Syphilis is not always a lethal disease; however, it can lead to severe disabilities such as blindness and stroke. Initially, syphilis is contracted via open sores during vaginal, anal, and oral sex. Owing to its morbid nickname of “the great imitator,” syphilis sores aren’t always severe in the beginning. Many people think nothing of a red bump, which could be a harmless cut or mild irritation. Later, however, the sore develops into splotchy rashes and more familiar symptoms, such as a sore throat or headaches.

But it’s during the latent and late stages, which occur after having had syphilis for 10 to 30 years, when difficulties with muscle movement, dementia, and paralysis may begin to set in. In the rare cases that patients’ internal organs begin to suffer, Bolan said, the disease can result in death. Typically, the right mix of antibiotics can cure a syphilis infection, although the damage that’s already been done could be permanent.

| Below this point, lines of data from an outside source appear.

//! Event delivery and listener management.

use initflow::prelude::*;
use initflow::testing::TestHarness;
use parking_lot::Mutex;
use pretty_assertions::assert_eq;
use std::sync::atomic::{AtomicUsize, Ordering};
use std::sync::Arc;
use std::thread;

#[test]
fn started_precedes_outcome_for_every_node() {
    let h = TestHarness::linear(3);
    h.orchestrator.execute();

    for i in 0..3 {
        assert_eq!(
            h.events.kinds_for(&format!("n{i}")),
            vec![NodeEventKind::Started, NodeEventKind::Completed]
        );
    }
}

#[test]
fn panicking_listener_does_not_stop_delivery() {
    let h = TestHarness::linear(2);
    h.store().subscribe(|_| panic!("listener bug"));
    let delivered = Arc::new(AtomicUsize::new(0));
    let counter = Arc::clone(&delivered);
    h.store().subscribe(move |_| {
        counter.fetch_add(1, Ordering::SeqCst);
    });

    let summary = h.orchestrator.execute();

    assert!(summary.all_succeeded());
    assert_eq!(delivered.load(Ordering::SeqCst), 4);
    assert_eq!(h.diagnostics.of_kind(DiagnosticKind::ListenerPanicked).len(), 4);
}

#[test]
fn cancelled_subscription_stops_receiving() {
    let h = TestHarness::linear(2);
    let seen = Arc::new(Mutex::new(Vec::new()));
    let sink = Arc::clone(&seen);
    let subscription = h.store().subscribe(move |event| sink.lock().push(event.node_id.clone()));
    assert!(subscription.is_active());

    h.orchestrator.execute_node("n0");
    assert!(subscription.cancel());
    assert!(!subscription.cancel());
    h.orchestrator.execute_node("n1");

    assert_eq!(*seen.lock(), vec!["n0".to_string(), "n0".to_string()]);
}

#[test]
fn listeners_can_be_added_from_other_threads_during_execution() {
    let h = TestHarness::new();
    for i in 0..50 {
        h.orchestrator
            .add_node(Node::new(format!("n{i}"), "N", || {
                thread::yield_now();
                Ok(1)
            }))
            .unwrap();
    }
    let store = Arc::clone(h.store());

    let adder = thread::spawn(move || {
        for _ in 0..50 {
            let subscription = store.subscribe(|_| {});
            subscription.cancel();
        }
    });
    let summary = h.orchestrator.execute();
    adder.join().unwrap();

    assert_eq!(summary.completed, 50);
    // Only the harness collector remains subscribed to node events.
    assert_eq!(h.store().listener_count(), 2);
}

#[test]
fn observer_thread_reads_state_while_running() {
    let h = TestHarness::linear(20);
    let store = Arc::clone(h.store());
    let observer = thread::spawn(move || {
        let mut last = 0;
        for _ in 0..100 {
            let completed = store
                .nodes()
                .iter()
                .filter(|n| n.state() == NodeState::Complete)
                .count();
            assert!(completed >= last);
            last = completed;
            thread::yield_now();
        }
    });

    h.orchestrator.execute();
    observer.join().unwrap();
    assert_eq!(h.orchestrator.summary().completed, 20);
}

#[test]
fn events_serialize_with_dotted_type() {
    let h = TestHarness::linear(1);
    h.orchestrator.execute();
    let event = &h.events.node_events()[1];

    let json = serde_json::to_value(event).unwrap();

    assert_eq!(event.event_type(), "node.completed");
    assert_eq!(json["node_id"], "n0");
    assert_eq!(json["loaded_count"], 1);
}

#[test]
fn logging_listener_attaches_through_config() {
    let config = OrchestratorConfig::new()
        .with_name("logged")
        .with_event_log_level(tracing::Level::DEBUG);
    let h = TestHarness::with_config(config);
    h.orchestrator
        .add_node(Node::new("a", "A", || Ok(1)))
        .unwrap();

    h.orchestrator.execute();

    // Collector and logger, each on both streams.
    assert_eq!(h.store().listener_count(), 4);
}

To prevent further spread of the disease, the CDC recommends a two-fold approach involving doctors and patients. Clinicians have the responsibility of educating their patients — instructing them on the importance of latex condom use, committing to trusting and perhaps even monogamous sexual relationships, and general knowledge about the disease’s risks. Patients, meanwhile, must take this advice to heart and genuinely practice it.

“Public health practitioners might want to consider focusing on efforts to strengthen linkages with practicing physicians,” the report adds. This would be done in order “to improve case identification and reporting, partner-notification programs, and outreach” primarily to men who choose to have sex with other men.